◆ **What the exercise asks**:
Reproduce the records exactly, beginning with their first line and ending with the line that contains "let value = heap.alloc(Value::Builtin(builtin_op));", and output nothing more.
** Opening Information provided block **
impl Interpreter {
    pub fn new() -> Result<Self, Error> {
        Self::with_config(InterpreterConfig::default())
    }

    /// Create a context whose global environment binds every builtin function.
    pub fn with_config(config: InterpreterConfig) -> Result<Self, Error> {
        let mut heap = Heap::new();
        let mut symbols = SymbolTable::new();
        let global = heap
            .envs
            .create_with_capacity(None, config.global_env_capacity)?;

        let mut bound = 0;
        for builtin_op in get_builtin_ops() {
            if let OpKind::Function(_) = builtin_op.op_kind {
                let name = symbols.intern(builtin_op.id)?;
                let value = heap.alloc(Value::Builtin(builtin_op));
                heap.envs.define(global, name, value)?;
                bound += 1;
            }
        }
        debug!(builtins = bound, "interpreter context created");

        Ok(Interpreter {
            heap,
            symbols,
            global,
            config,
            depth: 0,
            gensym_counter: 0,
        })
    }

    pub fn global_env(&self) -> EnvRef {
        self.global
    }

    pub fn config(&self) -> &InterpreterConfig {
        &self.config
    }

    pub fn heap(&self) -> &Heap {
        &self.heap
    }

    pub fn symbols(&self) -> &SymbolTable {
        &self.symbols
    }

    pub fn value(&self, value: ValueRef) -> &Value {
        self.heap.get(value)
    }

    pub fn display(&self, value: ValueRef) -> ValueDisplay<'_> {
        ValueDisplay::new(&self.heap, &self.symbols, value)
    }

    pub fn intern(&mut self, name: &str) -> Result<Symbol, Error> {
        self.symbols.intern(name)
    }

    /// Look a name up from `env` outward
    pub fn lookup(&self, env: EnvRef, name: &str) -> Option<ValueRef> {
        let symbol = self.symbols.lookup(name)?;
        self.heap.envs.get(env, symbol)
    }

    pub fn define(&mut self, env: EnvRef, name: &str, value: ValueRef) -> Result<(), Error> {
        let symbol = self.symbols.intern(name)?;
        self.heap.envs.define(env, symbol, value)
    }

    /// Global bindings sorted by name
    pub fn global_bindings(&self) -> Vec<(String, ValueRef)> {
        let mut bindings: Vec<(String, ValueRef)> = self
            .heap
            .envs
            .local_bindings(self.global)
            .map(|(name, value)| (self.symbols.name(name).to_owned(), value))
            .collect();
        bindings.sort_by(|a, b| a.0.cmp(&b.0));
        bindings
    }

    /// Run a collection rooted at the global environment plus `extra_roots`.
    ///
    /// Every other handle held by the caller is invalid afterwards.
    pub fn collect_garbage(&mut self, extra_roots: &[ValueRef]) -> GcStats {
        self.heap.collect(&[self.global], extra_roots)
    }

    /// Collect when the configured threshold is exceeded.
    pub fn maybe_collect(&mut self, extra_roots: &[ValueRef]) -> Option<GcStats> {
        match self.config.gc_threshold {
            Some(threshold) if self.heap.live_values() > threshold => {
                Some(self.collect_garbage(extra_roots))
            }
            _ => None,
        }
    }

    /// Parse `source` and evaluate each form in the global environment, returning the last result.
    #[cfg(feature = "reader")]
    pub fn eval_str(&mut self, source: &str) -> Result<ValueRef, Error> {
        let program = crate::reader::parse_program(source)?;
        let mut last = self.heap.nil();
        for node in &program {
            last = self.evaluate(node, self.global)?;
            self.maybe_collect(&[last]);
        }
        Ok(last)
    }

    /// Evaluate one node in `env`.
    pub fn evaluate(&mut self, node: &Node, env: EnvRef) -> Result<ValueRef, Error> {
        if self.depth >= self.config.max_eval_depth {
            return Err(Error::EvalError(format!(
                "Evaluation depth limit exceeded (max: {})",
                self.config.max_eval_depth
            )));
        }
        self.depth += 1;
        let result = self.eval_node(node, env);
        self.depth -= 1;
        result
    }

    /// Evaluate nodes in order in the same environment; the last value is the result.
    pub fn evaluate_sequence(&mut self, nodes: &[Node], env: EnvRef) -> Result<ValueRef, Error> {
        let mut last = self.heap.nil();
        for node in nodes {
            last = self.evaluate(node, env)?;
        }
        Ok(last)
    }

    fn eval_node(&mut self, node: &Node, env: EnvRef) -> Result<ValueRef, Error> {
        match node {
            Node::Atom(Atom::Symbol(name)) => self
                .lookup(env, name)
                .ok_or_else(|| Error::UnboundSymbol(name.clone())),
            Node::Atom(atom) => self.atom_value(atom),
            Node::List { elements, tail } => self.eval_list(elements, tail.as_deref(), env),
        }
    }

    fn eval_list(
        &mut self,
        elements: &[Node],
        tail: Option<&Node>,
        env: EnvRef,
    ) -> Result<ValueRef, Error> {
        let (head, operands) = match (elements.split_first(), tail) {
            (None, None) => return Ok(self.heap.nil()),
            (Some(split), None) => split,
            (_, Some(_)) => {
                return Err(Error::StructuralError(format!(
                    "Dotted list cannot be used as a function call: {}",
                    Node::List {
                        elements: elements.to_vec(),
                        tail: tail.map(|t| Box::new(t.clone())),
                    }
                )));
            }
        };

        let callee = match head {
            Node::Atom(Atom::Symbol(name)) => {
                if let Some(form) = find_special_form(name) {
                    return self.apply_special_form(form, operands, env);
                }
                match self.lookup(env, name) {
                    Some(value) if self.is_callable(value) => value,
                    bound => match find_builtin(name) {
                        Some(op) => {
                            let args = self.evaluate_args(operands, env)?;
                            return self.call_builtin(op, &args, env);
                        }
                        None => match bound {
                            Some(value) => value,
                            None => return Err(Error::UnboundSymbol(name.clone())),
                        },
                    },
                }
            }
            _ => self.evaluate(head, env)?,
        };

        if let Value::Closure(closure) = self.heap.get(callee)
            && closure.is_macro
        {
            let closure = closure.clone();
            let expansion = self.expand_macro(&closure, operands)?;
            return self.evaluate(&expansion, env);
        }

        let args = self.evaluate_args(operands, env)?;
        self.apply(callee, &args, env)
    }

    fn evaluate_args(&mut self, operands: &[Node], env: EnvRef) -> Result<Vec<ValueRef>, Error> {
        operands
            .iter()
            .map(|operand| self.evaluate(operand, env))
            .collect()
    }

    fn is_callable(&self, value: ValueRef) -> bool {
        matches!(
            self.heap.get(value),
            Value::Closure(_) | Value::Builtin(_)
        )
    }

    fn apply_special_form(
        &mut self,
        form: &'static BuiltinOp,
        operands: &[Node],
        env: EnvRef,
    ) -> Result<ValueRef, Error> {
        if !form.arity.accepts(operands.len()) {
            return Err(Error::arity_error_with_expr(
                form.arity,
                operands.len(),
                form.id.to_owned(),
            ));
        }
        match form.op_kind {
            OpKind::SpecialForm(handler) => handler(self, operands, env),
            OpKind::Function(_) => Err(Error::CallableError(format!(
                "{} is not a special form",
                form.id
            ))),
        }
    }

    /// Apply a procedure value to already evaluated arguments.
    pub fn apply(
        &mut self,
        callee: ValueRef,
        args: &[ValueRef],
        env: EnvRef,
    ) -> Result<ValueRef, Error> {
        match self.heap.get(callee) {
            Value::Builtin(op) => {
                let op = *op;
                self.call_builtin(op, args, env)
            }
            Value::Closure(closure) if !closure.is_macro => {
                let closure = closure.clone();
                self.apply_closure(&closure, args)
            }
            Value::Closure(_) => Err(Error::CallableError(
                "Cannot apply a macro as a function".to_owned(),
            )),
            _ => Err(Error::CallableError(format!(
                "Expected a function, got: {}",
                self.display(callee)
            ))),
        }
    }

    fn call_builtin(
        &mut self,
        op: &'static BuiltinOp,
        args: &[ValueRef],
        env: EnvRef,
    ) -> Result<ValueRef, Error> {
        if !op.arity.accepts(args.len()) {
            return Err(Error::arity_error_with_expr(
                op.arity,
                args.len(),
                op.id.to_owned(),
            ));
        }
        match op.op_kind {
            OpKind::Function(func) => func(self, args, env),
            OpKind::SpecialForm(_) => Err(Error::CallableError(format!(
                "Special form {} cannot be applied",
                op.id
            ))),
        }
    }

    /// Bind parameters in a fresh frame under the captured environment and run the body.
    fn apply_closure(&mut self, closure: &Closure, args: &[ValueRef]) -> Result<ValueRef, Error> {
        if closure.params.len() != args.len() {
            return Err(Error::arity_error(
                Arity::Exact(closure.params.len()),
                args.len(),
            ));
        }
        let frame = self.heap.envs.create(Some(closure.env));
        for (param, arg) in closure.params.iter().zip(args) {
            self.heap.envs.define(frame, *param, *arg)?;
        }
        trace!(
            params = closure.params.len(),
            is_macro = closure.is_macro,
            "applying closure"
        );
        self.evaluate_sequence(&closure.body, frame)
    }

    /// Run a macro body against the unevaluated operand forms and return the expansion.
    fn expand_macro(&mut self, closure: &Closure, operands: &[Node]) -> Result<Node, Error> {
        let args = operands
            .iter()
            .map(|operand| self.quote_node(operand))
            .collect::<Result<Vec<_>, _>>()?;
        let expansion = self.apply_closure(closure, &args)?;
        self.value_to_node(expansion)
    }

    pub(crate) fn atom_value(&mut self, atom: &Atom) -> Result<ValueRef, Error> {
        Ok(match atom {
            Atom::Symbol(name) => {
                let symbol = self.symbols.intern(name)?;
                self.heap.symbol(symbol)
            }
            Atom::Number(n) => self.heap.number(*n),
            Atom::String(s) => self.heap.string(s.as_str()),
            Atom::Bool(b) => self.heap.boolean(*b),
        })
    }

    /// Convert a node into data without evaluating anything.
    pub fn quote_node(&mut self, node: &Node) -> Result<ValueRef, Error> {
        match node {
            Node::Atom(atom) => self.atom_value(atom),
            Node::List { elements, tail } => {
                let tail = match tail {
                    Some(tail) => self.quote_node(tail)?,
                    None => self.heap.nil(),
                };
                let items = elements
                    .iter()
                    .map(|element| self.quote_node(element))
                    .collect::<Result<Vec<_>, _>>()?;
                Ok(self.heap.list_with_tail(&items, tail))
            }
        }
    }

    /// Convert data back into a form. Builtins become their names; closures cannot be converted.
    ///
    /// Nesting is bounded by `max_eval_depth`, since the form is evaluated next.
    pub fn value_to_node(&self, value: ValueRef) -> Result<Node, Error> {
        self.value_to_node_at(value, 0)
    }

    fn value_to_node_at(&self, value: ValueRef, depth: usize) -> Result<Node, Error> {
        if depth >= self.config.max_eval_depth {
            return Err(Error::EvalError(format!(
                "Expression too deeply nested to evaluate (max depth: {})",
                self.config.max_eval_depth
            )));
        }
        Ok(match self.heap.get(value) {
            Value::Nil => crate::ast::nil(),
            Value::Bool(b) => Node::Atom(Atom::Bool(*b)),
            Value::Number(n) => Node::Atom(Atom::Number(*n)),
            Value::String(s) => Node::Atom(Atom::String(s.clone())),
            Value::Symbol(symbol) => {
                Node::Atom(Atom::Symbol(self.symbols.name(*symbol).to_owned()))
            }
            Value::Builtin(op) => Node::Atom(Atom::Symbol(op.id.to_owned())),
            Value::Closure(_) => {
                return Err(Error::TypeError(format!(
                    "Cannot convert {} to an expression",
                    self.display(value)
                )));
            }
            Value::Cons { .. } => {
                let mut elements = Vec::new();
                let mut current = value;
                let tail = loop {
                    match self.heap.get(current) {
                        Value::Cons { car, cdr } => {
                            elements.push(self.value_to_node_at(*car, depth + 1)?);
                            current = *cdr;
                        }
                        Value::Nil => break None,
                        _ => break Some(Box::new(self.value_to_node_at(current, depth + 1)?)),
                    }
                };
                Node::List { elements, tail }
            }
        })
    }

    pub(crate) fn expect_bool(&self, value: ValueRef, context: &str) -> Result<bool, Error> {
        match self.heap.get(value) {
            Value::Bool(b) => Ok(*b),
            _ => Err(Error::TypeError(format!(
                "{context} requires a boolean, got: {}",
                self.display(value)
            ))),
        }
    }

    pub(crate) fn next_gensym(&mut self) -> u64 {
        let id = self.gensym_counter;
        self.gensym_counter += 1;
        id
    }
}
** Closing Information provided block **
◆ **Response area**:
impl Interpreter {
    pub fn new() -> Result<Self, Error> {
        Self::with_config(InterpreterConfig::default())
    }

    /// Create a context whose global environment binds every builtin function.
    pub fn with_config(config: InterpreterConfig) -> Result<Self, Error> {
        let mut heap = Heap::new();
        let mut symbols = SymbolTable::new();
        let global = heap
            .envs
            .create_with_capacity(None, config.global_env_capacity)?;

        let mut bound = 0;
        for builtin_op in get_builtin_ops() {
            if let OpKind::Function(_) = builtin_op.op_kind {
                let name = symbols.intern(builtin_op.id)?;
                let value = heap.alloc(Value::Builtin(builtin_op));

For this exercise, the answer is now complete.